Oh heavens no, you are not a loser at all. However that feeling that you "should" have been over it by now, is also common to many who are still morning over a loss even a few years after a loss.
We tend to think that we are supposed to experience something upsetting have a short time to get over it and then we are supposed to pick our spirits back up and continue on with life. Well, people don't always "just" have the capacity to do that.
And what many people do is when a loss like this happens, they disassociate and go numb. They go through the motions of a funeral etc, but they just feel empty inslde.
And this avoidance of having an imediate emotional response can last a year or two, and maybe more. Then all of a sudden they can see it and they think, my god, dad is gone and they see the reality and finality of it. And then the anxiety and fear and sense of loss comes forward. And yes, that statement you have about thinking "I should be over" it also comes forward too. And there can be the kind of guilt you are discribing as well in wonder about why you are just now having a reaction to that loss. This is something that happens to a lot of people, so you are not alone.
People tend to think that they are "supposed to know" how to morn a loss. Well, when a loss happens, often we have genuinely not learned the "emotional response" to attach to that experience. The whole time we are growing up, we slowly learn about emotions and how to have emotions to certain events and situations. And unless we go through a loss during our childhood years where we see how adults react emotionally, we don't really know how to respond.
You have to realize that the part of our brains that has emotions is not a part of our brain that is the thinking intelligent part. Our thinking intelligent part learns how to attach these emotions to whatever information comes into the brain the whole time we are growing and developing. So when I made the comment about "life experiences" that is what I mean, you have not had time to establish that part of your emotional responses by being around that kind of loss to a point where you have developed the knowledge of the emotions that are supposed to take place.

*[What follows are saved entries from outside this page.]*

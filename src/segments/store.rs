//! Durable load/persist of [`SegmentSet`]s with no-op write suppression.

use std::sync::Arc;

use async_trait::async_trait;
use tracing::debug;

use super::{SegmentRow, SegmentSet};
use crate::error::Result;
use crate::source::FeedId;

/// Key-based access to segment rows, one row per feed.
#[async_trait]
pub trait SegmentRepo: Send + Sync {
    async fn fetch(&self, feed_id: FeedId) -> Result<Option<SegmentRow>>;

    /// Insert or replace the row for `row.feed_id`.
    async fn upsert(&self, row: &SegmentRow) -> Result<()>;
}

/// Segment persistence for one or more feeds.
pub struct SegmentStore<R> {
    repo: Arc<R>,
}

impl<R> Clone for SegmentStore<R> {
    fn clone(&self) -> Self {
        Self {
            repo: Arc::clone(&self.repo),
        }
    }
}

impl<R: SegmentRepo> SegmentStore<R> {
    pub fn new(repo: Arc<R>) -> Self {
        Self { repo }
    }

    /// Load the set for `feed_id`, or an empty one named `title` if no row
    /// exists yet.
    pub async fn load(&self, feed_id: FeedId, title: &str) -> Result<SegmentSet> {
        match self.repo.fetch(feed_id).await? {
            Some(row) => SegmentSet::from_row(row),
            None => Ok(SegmentSet::empty(feed_id, title)),
        }
    }

    /// Write `set` if it differs from what was last loaded or written.
    ///
    /// Returns whether a write happened.
    pub async fn persist(&self, set: &mut SegmentSet) -> Result<bool> {
        if !set.has_pending_changes() {
            return Ok(false);
        }
        let row = set.to_row();
        self.repo.upsert(&row).await?;
        set.mark_persisted();
        debug!(feed_id = set.feed_id, segments = %row.segments, "Persisted segments");
        Ok(true)
    }
}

A child growing up learns how it is "ok" to be happy and "ok" to cry when something is wrong or there is an unanswered need and they also learn about anger when something happens that is not good or not right for them. There is so much developing in the brain of a young child where they are imprinted with emotional responses according to their environment. And children pick up emotional responses by watching their parents express these emotions as well, and a lot of times children pick up things that later on they don't realize they pick up.
Here is an example I noticed myself. I taught a child private riding lessons and she would express constantly in the lesson how she needed to stop and take a rest. She had all the facial expressions in order to this presentation of suddenly being tired and had to take a break. Now this child was young, about 6 years old and she had a lot of body language that was really beyond what I would call normal for a child that age.
And what I had learned about how she developed that was that her mother battled breast cancer while she was developing her emotions and senses which takes place the most up to age five when a child then developes their ONE personality in their brain. And what this child learned and saw in those early years was her mother turning to her constantly and saying, "not right now, I need to rest a bit" and she also saw the mothers whole body language that expressed that need. So what this little girl did, was imprint that same behavior in herself. And this is what parents do not understand happens when they are raising children.
People learn all their lives about emotions and how to "feel" and respond. And they pick up messages about "how" to react in all kinds of messages they take in. They pick it up in Movies, advertizing of all kinds as well as in each person they observe and interact with. And from that we develope our own unique knowledge about how we "feel" and react to our environments.
And for people who present with PTSD who have experienced, childhood tramas, they often review these childhood events with much more guilt and shame and wonder about how that child in them didn't know better and may have even participated in something bad. They carry guilt and shame, not realizing that when they look back on that child in them that that child did not really know "how" to respond to whatever they were experiencing yet. Often they do not "know" that when they are recalling difficult childhood events much later in life, they have had many more years to develope thier ability to attach emotions, including guilt and anger and fear to life experiences.
So, I hope that helps you understand what I mean by "life experiences" where you have had time to develope your own "sense of emotional responses" to a loss. And what you are feeling now?, that sense of confusion about you and your life and how you are afraid and confused? Well, you have not really "learned" yet how to deal with this either. And that is why it is so helpful to spend time with a therapist so you can learn how to come to a personal way of settling this confusion and then moving on with your life.